README.md.esh

# llava-container

This container provides a convenient way to run [LLaVA](https://github.com/haotian-liu/LLaVA) on Hyak.

## Running LLaVA on Hyak 🍇

First, you'll need to log in to Hyak. If you've never set this up, go [here](https://uw-psych.github.io/compute_docs).

```bash
ssh your-uw-netid@klone.hyak.uw.edu
```

Then, you'll need to request a compute node. You can do this with the `salloc` command:

```bash
# Request a GPU node with 8 CPUs, 2 GPUs, 64GB of RAM, and 1 hour of runtime:
# (Note: you may need to change the account and partition)
salloc --account escience --partition gpu-a40 --mem 64G -c 8 --time 1:00:00 --gpus 2
```

One you're logged in to the compute node, you should set up your cache directories and Apptainer settings.

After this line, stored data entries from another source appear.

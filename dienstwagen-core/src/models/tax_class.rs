use std::fmt;
use std::str::FromStr;

use rust_decimal::Decimal;
use rust_decimal_macros::dec;
use serde::{Deserialize, Serialize};

use super::ParseError;

/// German wage-tax class (Steuerklasse).
///
/// Serialized as its number (`1`..=`6`).
#[derive(Debug, Clone, Copy, PartialEq, Eq, Hash, Default, Serialize, Deserialize)]
#[serde(try_from = "u8", into = "u8")]
pub enum TaxClass {
    #[default]
    I,
    II,
    III,
    IV,
    V,
    VI,
}

impl TaxClass {
    pub fn all() -> &'static [TaxClass] {
        &[
            TaxClass::I,
            TaxClass::II,
            TaxClass::III,
            TaxClass::IV,
            TaxClass::V,
            TaxClass::VI,
        ]
    }

    pub fn number(&self) -> u8 {
        match self {
            Self::I => 1,
            Self::II => 2,
            Self::III => 3,
            Self::IV => 4,
            Self::V => 5,
            Self::VI => 6,
        }
    }

    pub fn as_str(&self) -> &'static str {
        match self {
            Self::I => "I",
            Self::II => "II",
            Self::III => "III",
            Self::IV => "IV",
            Self::V => "V",
            Self::VI => "VI",
        }
    }

    /// Accepts the class number (`"3"`) or the roman numeral (`"III"`, any case).
    pub fn parse(s: &str) -> Option<Self> {
        let s = s.trim();
        if let Ok(number) = s.parse::<u8>() {
            return Self::try_from(number).ok();
        }
        Self::all()
            .iter()
            .copied()
            .find(|class| class.as_str().eq_ignore_ascii_case(s))
    }

    /// Share of a full child allowance credited in this class.
    ///
    /// Classes I to III carry the full allowance, class IV half of it
    /// (the spouse carries the other half), classes V and VI none.
    pub fn child_allowance_share(&self) -> Decimal {
        match self {
            Self::I | Self::II | Self::III => Decimal::ONE,
            Self::IV => dec!(0.5),
            Self::V | Self::VI => Decimal::ZERO,
        }
    }
}

impl TryFrom<u8> for TaxClass {
    type Error = ParseError;

    fn try_from(value: u8) -> Result<Self, Self::Error> {
        match value {
            1 => Ok(Self::I),
            2 => Ok(Self::II),
            3 => Ok(Self::III),
            4 => Ok(Self::IV),
            5 => Ok(Self::V),
            6 => Ok(Self::VI),
            other => Err(ParseError::TaxClass(other.to_string())),
        }
    }
}

impl From<TaxClass> for u8 {
    fn from(class: TaxClass) -> Self {
        class.number()
    }
}

impl FromStr for TaxClass {
    type Err = ParseError;

    fn from_str(s: &str) -> Result<Self, Self::Err> {
        Self::parse(s).ok_or_else(|| ParseError::TaxClass(s.to_string()))
    }
}

impl fmt::Display for TaxClass {
    fn fmt(&self, f: &mut fmt::Formatter<'_>) -> fmt::Result {
        f.write_str(self.as_str())
    }
}

#[cfg(test)]
mod tests {
    use pretty_assertions::assert_eq;

    use super::*;

    #[test]
    fn parse_accepts_numbers_and_roman_numerals() {
        assert_eq!(TaxClass::parse("1"), Some(TaxClass::I));
        assert_eq!(TaxClass::parse("III"), Some(TaxClass::III));
        assert_eq!(TaxClass::parse("vi"), Some(TaxClass::VI));
        assert_eq!(TaxClass::parse(" 4 "), Some(TaxClass::IV));
    }

    #[test]
    fn parse_rejects_unknown_classes() {
        assert_eq!(TaxClass::parse("0"), None);
        assert_eq!(TaxClass::parse("7"), None);
        assert_eq!(TaxClass::parse("VII"), None);
        assert_eq!(
            "x".parse::<TaxClass>(),
            Err(ParseError::TaxClass("x".to_string()))
        );
    }

    #[test]
    fn serializes_as_number() {
        let json = serde_json::to_string(&TaxClass::III).unwrap();
        assert_eq!(json, "3");

        let class: TaxClass = serde_json::from_str("5").unwrap();
        assert_eq!(class, TaxClass::V);

        assert!(serde_json::from_str::<TaxClass>("9").is_err());
    }

    #[test]
    fn child_allowance_share_by_class() {
        assert_eq!(TaxClass::I.child_allowance_share(), Decimal::ONE);
        assert_eq!(TaxClass::III.child_allowance_share(), Decimal::ONE);
        assert_eq!(TaxClass::IV.child_allowance_share(), dec!(0.5));
        assert_eq!(TaxClass::V.child_allowance_share(), Decimal::ZERO);
        assert_eq!(TaxClass::VI.child_allowance_share(), Decimal::ZERO);
    }
}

👉 *If you're following this tutorial, **you should do this every time you're running LLaVA on Hyak!** This is because the default settings for Apptainer will use your home directory for caching, which will quickly fill up your home directory and cause your jobs to fail.*

```bash
# Do this in every session where you're running LLaVA on Hyak!

# Set up cache directories:
export APPTAINER_CACHEDIR="/gscratch/scrubbed/${USER}/.cache/apptainer"
export HUGGINGFACE_HUB_CACHE="/gscratch/scrubbed/${USER}/.cache/huggingface"
mkdir -p "${APPTAINER_CACHEDIR}" "${HUGGINGFACE_HUB_CACHE}"

# Set up Apptainer:
export APPTAINER_BIND=/gscratch APPTAINER_WRITABLE_TMPFS=1 APPTAINER_NV=1
```

Then, you can run LLaVA. Let's try with the sample image on LLaVA's repository:

![Sample image](https://llava-vl.github.io/static/images/view.jpg)


```bash
# Run LLaVA:
apptainer run \
    oras://ghcr.io/<%= "${GITHUB_REPOSITORY:-uw-psych/llava-container}" %>/llava-container:latest \
    llava-run \
    --model-path liuhaotian/llava-v1.5-7b \
    --image-file "https://llava-vl.github.io/static/images/view.jpg" \
    --query "What's going on here?"

# Description of the arguments:
# llava-run: the command to run in the container
# --model-path: the name of the model to use
# --image-file: the URL of the image to use
# --query: what to ask the model
```

If it's working, you should see output that looks something like this:

> The image features a pier extending out into a large body of water, possibly a lake or a river. The pier is made of wood and has a few benches placed on it, providing a place for people to sit and enjoy the view. The water appears calm and serene, making it an ideal spot for relaxation and contemplation.
>
> In the background, there are mountains visible, adding to the picturesque scenery. The pier is situated in front of a forest, creating a peaceful and natural atmosphere.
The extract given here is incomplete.